# My first full battery RC conversion



## Mike Toney (Feb 25, 2009)

I did my first full battery RC conversion tonight, plus prep for sound that will be here next week. Loco is a black box era Aristo Alco FA-1. I wanted to retain the faux prime mover in the install and keep it cleanly done since the unit has see thru grills. I used a Tenergy lithium-ion, 14.8vt 6600mah battery, it feeds thru a DPDT toggle switch that has a center off position. Up position is to run, and down is to charge. Control is provided by an old Keithco Locolinc system that I got a whole bunch of awhile back for next to nothing.
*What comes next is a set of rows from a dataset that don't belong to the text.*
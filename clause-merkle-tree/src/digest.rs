//! Fixed-size digest type shared by leaves, internal nodes and roots.

use std::{fmt, str::FromStr};

use bincode::{Decode, Encode};

use crate::ClauseTreeError;

/// Output size of every supported hash primitive, in bytes.
pub const DIGEST_LEN: usize = 32;

/// A 256-bit digest.
///
/// Rendered externally as 64 lowercase hex characters; both `Display` and
/// `Debug` use that form so roots can be logged and compared by eye.
#[derive(Clone, Copy, PartialEq, Eq, Hash, PartialOrd, Ord, Default, Encode, Decode)]
pub struct Digest([u8; DIGEST_LEN]);

impl Digest {
    /// Wrap raw digest bytes.
    pub const fn new(bytes: [u8; DIGEST_LEN]) -> Self {
        Digest(bytes)
    }

    /// The raw digest bytes.
    pub fn as_bytes(&self) -> &[u8; DIGEST_LEN] {
        &self.0
    }

    /// Consume into the raw digest bytes.
    pub fn into_bytes(self) -> [u8; DIGEST_LEN] {
        self.0
    }

    /// Lowercase hex rendering, always `2 * DIGEST_LEN` characters.
    pub fn to_hex(&self) -> String {
        hex::encode(self.0)
    }

    /// Parse a hex rendering. Upper- and lowercase are both accepted.
    pub fn from_hex(s: &str) -> Result<Self, ClauseTreeError> {
        let bytes = hex::decode(s).map_err(|e| {
            ClauseTreeError::InvalidDigest(format!("not a hex string ({}): {:?}", e, s))
        })?;
        let bytes: [u8; DIGEST_LEN] = bytes.try_into().map_err(|v: Vec<u8>| {
            ClauseTreeError::InvalidDigest(format!(
                "expected {} bytes, got {}",
                DIGEST_LEN,
                v.len()
            ))
        })?;
        Ok(Digest(bytes))
    }
}

impl From<[u8; DIGEST_LEN]> for Digest {
    fn from(bytes: [u8; DIGEST_LEN]) -> Self {
        Digest(bytes)
    }
}

impl From<Digest> for [u8; DIGEST_LEN] {
    fn from(digest: Digest) -> Self {
        digest.0
    }
}

impl AsRef<[u8]> for Digest {
    fn as_ref(&self) -> &[u8] {
        &self.0
    }
}

impl fmt::Display for Digest {
    fn fmt(&self, f: &mut fmt::Formatter<'_>) -> fmt::Result {
        f.write_str(&self.to_hex())
    }
}

impl fmt::Debug for Digest {
    fn fmt(&self, f: &mut fmt::Formatter<'_>) -> fmt::Result {
        write!(f, "Digest({})", self.to_hex())
    }
}

impl FromStr for Digest {
    type Err = ClauseTreeError;

    fn from_str(s: &str) -> Result<Self, Self::Err> {
        Digest::from_hex(s)
    }
}

#[cfg(feature = "serde")]
impl serde::Serialize for Digest {
    fn serialize<S: serde::Serializer>(&self, serializer: S) -> Result<S::Ok, S::Error> {
        serializer.serialize_str(&self.to_hex())
    }
}

#[cfg(feature = "serde")]
impl<'de> serde::Deserialize<'de> for Digest {
    fn deserialize<D: serde::Deserializer<'de>>(deserializer: D) -> Result<Self, D::Error> {
        let s = <String as serde::Deserialize>::deserialize(deserializer)?;
        Digest::from_hex(&s).map_err(serde::de::Error::custom)
    }
}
With most everybody else on 2.4gig now, its quite reliable for my needs. I put a speaker in the fuel tank for the Dalee Alco 244 sound board thats on its way. While this is all old school and not the greatest from Phoenix, its also much more affordable for me. I have converted the FA-1's headlight to an LED and there is a double flash LED strobe just behind the horns. She along with a matching RS-3 thats on its way will pull my diner train. Hopefully the coming winter shows will gain me the coaches I want to get. Enjoy the pics! Mike


----------



## TonyWalsham (Jan 2, 2008)

Congratulations Mike.
I think you will find that apart from 2.4 Ghz R/C the 900 MHz band is also pretty well supported by CVP AirWire.


----------



## Mike Toney (Feb 25, 2009)

Thanks Tony, I have enough Locolinc gear for all my needs. Even my old hobby grade RC cars are on the older freq's and they do just fine for my needs, even when I race one of them. I am just the only one on the drivers stand with a huge antenna! Mike


----------